Genomic integrity Is favourably affected by high-intensity interval training in an animal model of early-stage chronic kidney disease
journal contributionposted on 2018-02-19, 00:00 authored by Patrick TuckerPatrick Tucker, Aaron ScanlanAaron Scanlan, Rebecca VellaRebecca Vella, Vincent DalboVincent Dalbo
BACKGROUND: Chronic kidney disease (CKD) is an irreversible disease that diminishes length and quality of life. Emerging evidence suggests CKD progression and genomic integrity are inversely and causally related. To reduce health complications related to CKD progression, chronic aerobic exercise is often recommended.
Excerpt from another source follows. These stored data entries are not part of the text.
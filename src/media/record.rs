use super::{error::ParseError, types::VideoInfo};
use crate::utils::format_duration;
use serde_json::{Map, Value};

/// One `--dump-json` line decoded into a JSON object, not yet validated.
#[derive(Debug, Clone)]
pub struct RawMetadataRecord {
    fields: Map<String, Value>,
}

pub fn parse_record(line: &str) -> Result<RawMetadataRecord, ParseError> {
    let line = line.trim();
    if line.is_empty() {
        return Err(ParseError::Empty);
    }

    match serde_json::from_str::<Value>(line)? {
        Value::Object(fields) => Ok(RawMetadataRecord { fields }),
        Value::Array(_) => Err(ParseError::NotAnObject("array")),
        Value::String(_) => Err(ParseError::NotAnObject("string")),
        Value::Number(_) => Err(ParseError::NotAnObject("number")),
        Value::Bool(_) => Err(ParseError::NotAnObject("boolean")),
        Value::Null => Err(ParseError::NotAnObject("null")),
    }
}

impl RawMetadataRecord {
    fn str_field(&self, name: &str) -> Option<&str> {
        self.fields.get(name).and_then(Value::as_str)
    }

    pub fn title(&self) -> Option<&str> {
        self.str_field("title")
    }

    /// Whole seconds; fractional durations are truncated.
    pub fn duration_seconds(&self) -> Option<u64> {
        let duration = self.fields.get("duration")?;
        duration.as_u64().or_else(|| {
            duration
                .as_f64()
                .filter(|secs| secs.is_finite() && *secs >= 0.0)
                .map(|secs| secs as u64)
        })
    }

    pub fn thumbnail(&self) -> Option<&str> {
        self.str_field("thumbnail")
    }

    pub fn webpage_url(&self) -> Option<&str> {
        self.str_field("webpage_url")
    }

    /// Distinct `format_note` values in first-seen order, empties skipped.
    pub fn extract_qualities(&self) -> Vec<String> {
        let Some(formats) = self.fields.get("formats").and_then(Value::as_array) else {
            return Vec::new();
        };

        let mut qualities: Vec<String> = Vec::new();
        for note in formats
            .iter()
            .filter_map(|format| format.get("format_note").and_then(Value::as_str))
        {
            if !note.is_empty() && !qualities.iter().any(|q| q == note) {
                qualities.push(note.to_string());
            }
        }
        qualities
    }
}

impl VideoInfo {
    /// Projects a record; records without a title or duration are rejected.
    pub fn from_record(record: &RawMetadataRecord, fallback_url: &str) -> Result<Self, ParseError> {
        let title = record.title().ok_or(ParseError::MissingField("title"))?;
        let duration = record
            .duration_seconds()
            .ok_or(ParseError::MissingField("duration"))?;

        Ok(Self {
            title: title.to_string(),
            url: record.webpage_url().unwrap_or(fallback_url).to_string(),
            duration: format_duration(duration),
            thumbnail: record.thumbnail().unwrap_or_default().to_string(),
            available_qualities: record.extract_qualities(),
        })
    }
}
To date, appraisals of differing modes of exercise, along with postulations regarding the mechanisms responsible for observed effects, are lacking. In order to examine the ability of aerobic exercise to encourage improvements in genomic integrity, we evaluated the effects of 8 weeks of high-intensity interval training (HIIT; 85 % VO2max), low intensity training (LIT; 45-50 % VO2max), and sedentary behaviour (SED), in an animal model of early-stage CKD. METHODS: To assess genomic integrity, we examined kidney-specific messenger RNA (mRNA) expression of genes related to genomic repair and stability: Fan1, Mre11a, and telomere length as measured by T/S ratio. RESULTS: Following HIIT, mRNA expression of Fan1 was significantly up-regulated, compared to SED (p = 0.026) and T/S ratio was significantly increased, compared to SED (p < 0.001) and LIT (p = 0.002). CONCLUSIONS: Our results suggest that HIIT is superior to SED and LIT as HIIT beneficially influenced the expression of genes related to genomic integrity.